|Starting out in the car on Sunday looked like this! Dogs make us laugh!|
My neighbor and hiking partner and I seem to have made a tradition of holiday hiking this year. That is, we go out ordinarily on just about every morning with our dogs, but we made several special expeditions, more than one on a holiday. There was, to begin with, Christmas vacation: On Christmas Eve Therese and I went to Whitewater Draw without the dogs but then, two days later, hiked farther up one of our usual washes with Sunny than we’d ever gone on foot – up into the oak tree zone! By New Year’s Eve, Therese had a new puppy, and Yogi came along for the climb up Town Hill in Dos Cabezas, while Sunny stayed home. I even had a no-dogs hike on part of the Echo Canyon Loop in Chiricahua National Monument on Good Friday with David's cousin Jim and wife Carol, visiting from the Phoenix area.
|At the Monument with Jim and Carol on Friday --|
Therese and I were eager to get back to hiking with two dogs, though. My birthday is not an official holiday, but that day we were three women and two dogs, and it was a fabulous sort of holiday for me in the Chiricahuas. Which brings us to Easter Sunday and the most recent adventure, exploration of another small canyon in the Dos Cabezas Mountains, again with both dogs, Sunny and Yogi, which unfolds below.
|Rocks tower over "navigable" road.|
We drove up the road past our recent trailhead, parked, and continued walking uphill. The rocks towering over the road were awe-inspiring, but my friend was just as excited by what she called out (every time she saw some) as “organized rocks,” i.e., a man-made wall structure, perhaps to contain flowing water at one time. We kept seeing different bits of the "organized rocks" as our road continued to parallel a rocky dry wash. Also, in the second image below, note the red rocks above the spring-greening tree. Delightful!
When the road and wash intersected, we left the road. That is, we left behind a road that is still used regularly by property owners in the mountains and hiked on an old, overgrown mining road, a “usetabe” road, that paralleled the wash, which was increasingly farther below our path as the old, overgrown road climbed higher. We kept looking down, hoping to see the glint of sunlight on water.
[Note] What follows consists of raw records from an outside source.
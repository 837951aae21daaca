//! Seeded dice source.
//!
//! Every roll comes from a `ChaCha8Rng` seeded at session creation, so a
//! session replayed with the same seed reproduces identical dice and the
//! server can re-derive any client-reported roll.

use rand::{Rng, SeedableRng};
use rand_chacha::ChaCha8Rng;

use highguard_core::errors::EngineError;

/// A parsed dice expression: `count` dice of `sides`, plus a flat
/// modifier.
#[derive(Debug, Clone, Copy, PartialEq, Eq)]
pub struct DiceExpr {
    pub count: u32,
    pub sides: u32,
    pub modifier: i32,
}

/// The outcome of a single roll.
#[derive(Debug, Clone, PartialEq, Eq)]
pub struct RollResult {
    /// Individual die faces, in roll order.
    pub dice: Vec<u32>,
    /// Sum of faces plus any expression modifier.
    pub total: i32,
    /// The seed the owning source was created with.
    pub seed: u64,
}

/// Deterministic dice source for one session.
#[derive(Debug, Clone)]
pub struct Dice {
    seed: u64,
    rng: ChaCha8Rng,
}

impl Dice {
    pub fn new(seed: u64) -> Self {
        Self {
            seed,
            rng: ChaCha8Rng::seed_from_u64(seed),
        }
    }

    /// Roll `count` dice with `sides` faces each.
    pub fn roll(&mut self, count: u32, sides: u32) -> RollResult {
        let sides = sides.max(1);
        let dice: Vec<u32> = (0..count).map(|_| self.rng.gen_range(1..=sides)).collect();
        let total = dice.iter().sum::<u32>() as i32;
        RollResult {
            dice,
            total,
            seed: self.seed,
        }
    }

    /// Roll 2d6, the standard check roll.
    pub fn roll_2d6(&mut self) -> RollResult {
        self.roll(2, 6)
    }

    /// Roll a parsed expression, applying its flat modifier.
    pub fn roll_expr(&mut self, expr: &DiceExpr) -> RollResult {
        let mut result = self.roll(expr.count, expr.sides.max(1));
        result.total += expr.modifier;
        result
    }

    /// The seed this source was created with.
    pub fn seed(&self) -> u64 {
        self.seed
    }

    /// Raw generator access for single uniform draws (AI tiers).
    pub fn rng_mut(&mut self) -> &mut ChaCha8Rng {
        &mut self.rng
    }
}

/// Parse `NdM` notation with an optional `+K`/`-K` flat modifier
/// (`2d6`, `1d6+2`, `3d6-1`). Malformed notation is an error, never a
/// silent default.
pub fn parse(notation: &str) -> Result<DiceExpr, EngineError> {
    let invalid = || EngineError::InvalidNotation(notation.to_string());

    let (count_part, rest) = notation.split_once(['d', 'D']).ok_or_else(invalid)?;
    let (sides_part, modifier) = if let Some((sides, flat)) = rest.split_once('+') {
        (sides, flat.parse::<i32>().map_err(|_| invalid())?)
    } else if let Some((sides, flat)) = rest.split_once('-') {
        (sides, -flat.parse::<i32>().map_err(|_| invalid())?)
    } else {
        (rest, 0)
    };

    let count: u32 = count_part.trim().parse().map_err(|_| invalid())?;
    let sides: u32 = sides_part.trim().parse().map_err(|_| invalid())?;
    if sides == 0 {
        return Err(invalid());
    }
    Ok(DiceExpr {
        count,
        sides,
        modifier,
    })
}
|We branch off onto a usetabe road. (Get it?)|
We also paid constant attention to the fascinating rocks we passed, speculating about their origins, but Yogi, as you see below, cared nothing for our conversation on material topics and insisted on exploring higher ground.
This, I thought, would be a good camping place. Obviously, the cows liked it. The shade was delightful. Oh, but then that old mineshaft – that could house wilder creatures than cows….
|Cows rested here, about 6030 ft. above sea level|
|Old mine entrance|
|Should we go on?|
A nice, diagonal cowpath descended from the cows' resting place to the wash, and we decided to do the same. Still dry. Very rocky. But curiosity about what might be around the next bend led us on....
|Tiny, green, growing things!|
|On sunlit rock with spring water seeping through....|
Did the dogs love the water? Is the pope Catholic? Does a bear…?
|Yogi and Sunny|
Another wonderful day in the mountains! No bears, lions, or snakes! Flowing water! Happy dogs! Life was very good on Sunday morning!
|Lucky Sunny Juliet!|
I’m lucky, too. Have you ever heard of forest bathing? That’s just one of the many fascinating topics in The Nature Fix, by Florence Williams. I’m reading the book now and taking a few notes so I can tell you more about it soon, but I completely agree that getting out under blue sky, around green growing things and, if possible, flowing water is some of the best medicine on earth for our souls.
Another great adventure, Pamela! I can't wait to hear more about The Nature Fix. Had mine this morning looking for the Pink-footed Goose. Have you heard about that?
Pink-footed goose! No, that's a new one on me. Did you find it?
You can find the full story on upnorthlive.com. Birdwatchers flock to northern Michigan to see pink-footed goose. It must've gotten off track during migration from its breeding grounds in Greenland and Iceland. I'm doing Monday's FB post on the spectacle it created.
I look forward to your take on the fanatic birders.